Activity: Only the total should be returned: the number of lines in the data that hold the string "group".

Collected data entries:
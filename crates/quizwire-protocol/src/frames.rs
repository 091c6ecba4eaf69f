//! Frame types for the Quizwire protocol.
//!
//! Frames are the fundamental unit of communication between quiz viewers
//! and the server. Each frame is serialized using MessagePack. The wire
//! `type` tags (`joinQuiz`, `Set`, `array`, `arraydata`, `quizNotFound`)
//! are fixed by deployed clients and must not change.

use serde::{Deserialize, Serialize};

/// Current protocol version, reported in the `connected` handshake.
pub const PROTOCOL_VERSION: u8 = 1;

/// Frame type identifiers.
#[derive(Debug, Clone, Copy, PartialEq, Eq, Hash, Serialize, Deserialize)]
#[serde(into = "u8", try_from = "u8")]
#[repr(u8)]
pub enum FrameKind {
    JoinQuiz = 0x01,
    SetReveal = 0x02,
    ScoreRequest = 0x03,
    ScoreList = 0x04,
    QuizNotFound = 0x05,
    Error = 0x06,
    Ping = 0x07,
    Pong = 0x08,
    Connected = 0x09,
}

impl From<FrameKind> for u8 {
    fn from(kind: FrameKind) -> u8 {
        kind as u8
    }
}

impl TryFrom<u8> for FrameKind {
    type Error = &'static str;

    fn try_from(value: u8) -> Result<Self, <Self as TryFrom<u8>>::Error> {
        match value {
            0x01 => Ok(FrameKind::JoinQuiz),
            0x02 => Ok(FrameKind::SetReveal),
            0x03 => Ok(FrameKind::ScoreRequest),
            0x04 => Ok(FrameKind::ScoreList),
            0x05 => Ok(FrameKind::QuizNotFound),
            0x06 => Ok(FrameKind::Error),
            0x07 => Ok(FrameKind::Ping),
            0x08 => Ok(FrameKind::Pong),
            0x09 => Ok(FrameKind::Connected),
            _ => Err("Invalid frame kind"),
        }
    }
}

/// A protocol frame.
///
/// Client-originated frames are `joinQuiz`, `Set`, `array`, and `ping`.
/// Everything else flows server to client. `Set` is the one frame relayed
/// in both directions: a viewer toggles the reveal flag and every other
/// member of the same quiz group observes it.
#[derive(Debug, Clone, PartialEq, Serialize, Deserialize)]
#[serde(tag = "type")]
pub enum Frame {
    /// Enroll this connection in a quiz group by quiz name.
    #[serde(rename = "joinQuiz")]
    JoinQuiz {
        /// Human-chosen quiz name, unique in the store.
        quiz: String,
    },

    /// Set the reveal flag: relayed to peers and persisted on the quiz document.
    #[serde(rename = "Set")]
    SetReveal {
        /// New reveal state.
        value: bool,
    },

    /// Request the current score list for the joined quiz.
    #[serde(rename = "array")]
    ScoreRequest,

    /// Score list reply, sent only to the requester.
    #[serde(rename = "arraydata")]
    ScoreList {
        /// One `"<user_id>: <score>"` line per participant, in user-id order.
        scores: Vec<String>,
    },

    /// Join failed: no quiz document with the attempted name.
    #[serde(rename = "quizNotFound")]
    QuizNotFound {
        /// The quiz name that missed.
        quiz: String,
    },

    /// Error response for malformed or unexpected frames.
    #[serde(rename = "error")]
    Error {
        /// Error code.
        code: u16,
        /// Human-readable error message.
        message: String,
    },

    /// Keepalive ping.
    #[serde(rename = "ping")]
    Ping {
        /// Optional timestamp.
        #[serde(skip_serializing_if = "Option::is_none")]
        timestamp: Option<u64>,
    },

    /// Keepalive pong.
    #[serde(rename = "pong")]
    Pong {
        /// Echoed timestamp from ping.
        #[serde(skip_serializing_if = "Option::is_none")]
        timestamp: Option<u64>,
    },

    /// Connection established response, sent once after upgrade.
    #[serde(rename = "connected")]
    Connected {
        /// Unique connection identifier.
        connection_id: String,
        /// Protocol version the server speaks.
        version: u8,
        /// Recommended heartbeat interval in milliseconds.
        heartbeat: u32,
    },
}

impl Frame {
    /// Get the frame kind.
    #[must_use]
    pub fn kind(&self) -> FrameKind {
        match self {
            Frame::JoinQuiz { .. } => FrameKind::JoinQuiz,
            Frame::SetReveal { .. } => FrameKind::SetReveal,
            Frame::ScoreRequest => FrameKind::ScoreRequest,
            Frame::ScoreList { .. } => FrameKind::ScoreList,
            Frame::QuizNotFound { .. } => FrameKind::QuizNotFound,
            Frame::Error { .. } => FrameKind::Error,
            Frame::Ping { .. } => FrameKind::Ping,
            Frame::Pong { .. } => FrameKind::Pong,
            Frame::Connected { .. } => FrameKind::Connected,
        }
    }

    /// Create a new `joinQuiz` frame.
    #[must_use]
    pub fn join_quiz(quiz: impl Into<String>) -> Self {
        Frame::JoinQuiz { quiz: quiz.into() }
    }

    /// Create a new `Set` frame.
    #[must_use]
    pub fn set_reveal(value: bool) -> Self {
        Frame::SetReveal { value }
    }

    /// Create a new `array` frame.
    #[must_use]
    pub fn score_request() -> Self {
        Frame::ScoreRequest
    }

    /// Create a new `arraydata` frame.
    #[must_use]
    pub fn score_list(scores: Vec<String>) -> Self {
        Frame::ScoreList { scores }
    }

    /// Create a new `quizNotFound` frame.
    #[must_use]
    pub fn quiz_not_found(quiz: impl Into<String>) -> Self {
        Frame::QuizNotFound { quiz: quiz.into() }
    }

    /// Create a new `error` frame.
    #[must_use]
    pub fn error(code: u16, message: impl Into<String>) -> Self {
        Frame::Error {
            code,
            message: message.into(),
        }
    }

    /// Create a new `ping` frame.
    #[must_use]
    pub fn ping() -> Self {
        Frame::Ping { timestamp: None }
    }

    /// Create a new `pong` frame.
    #[must_use]
    pub fn pong(timestamp: Option<u64>) -> Self {
        Frame::Pong { timestamp }
    }

    /// Create a new `connected` frame.
    #[must_use]
    pub fn connected(connection_id: impl Into<String>, version: u8, heartbeat: u32) -> Self {
        Frame::Connected {
            connection_id: connection_id.into(),
            version,
            heartbeat,
        }
    }
}
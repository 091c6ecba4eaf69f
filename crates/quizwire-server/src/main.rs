//! # Quizwire Server
//!
//! Realtime session-synchronization backend for quiz hosting.
//!
//! ## Usage
//!
//! ```bash
//! # Run with default settings
//! quizwire
//!
//! # Run with environment variables
//! QUIZWIRE_PORT=5000 QUIZWIRE_HOST=0.0.0.0 quizwire
//! ```
//!
//! Configuration is read from `quizwire.toml` if present; the `store.seed_path`
//! key points at a TOML file of quiz documents and score records loaded into
//! the in-memory store at startup.

use anyhow::{Context, Result};
use quizwire_core::{MemoryStore, QuizStore, StoreSeed};
use quizwire_server::{config, handlers, metrics};
use std::sync::Arc;
use tracing_subscriber::{layer::SubscriberExt, util::SubscriberInitExt};

#[tokio::main]
async fn main() -> Result<()> {
    // Initialize tracing
    tracing_subscriber::registry()
        .with(
            tracing_subscriber::EnvFilter::try_from_default_env()
                .unwrap_or_else(|_| "quizwire=debug".into()),
        )
        .with(tracing_subscriber::fmt::layer())
        .init();

    // Load configuration
    let config = config::Config::load()?;

    tracing::info!("Starting Quizwire server on {}:{}", config.host, config.port);

    let store = build_store(&config)?;

    // Initialize metrics
    metrics::init_metrics();

    // Start the server
    handlers::run_server(config, store).await?;

    Ok(())
}

/// Build the quiz store, seeded from `store.seed_path` when configured.
fn build_store(config: &config::Config) -> Result<Arc<dyn QuizStore>> {
    let Some(path) = &config.store.seed_path else {
        return Ok(Arc::new(MemoryStore::new()));
    };

    let expanded = shellexpand::tilde(path);
    let contents = std::fs::read_to_string(expanded.as_ref())
        .with_context(|| format!("Failed to read store seed file: {expanded}"))?;
    let seed: StoreSeed = toml::from_str(&contents)
        .with_context(|| format!("Failed to parse store seed file: {expanded}"))?;

    tracing::info!(
        quizzes = seed.quizzes.len(),
        scores = seed.scores.len(),
        "Loaded store seed from {expanded}"
    );

    Ok(Arc::new(MemoryStore::from_seed(seed)))
}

Your response: 2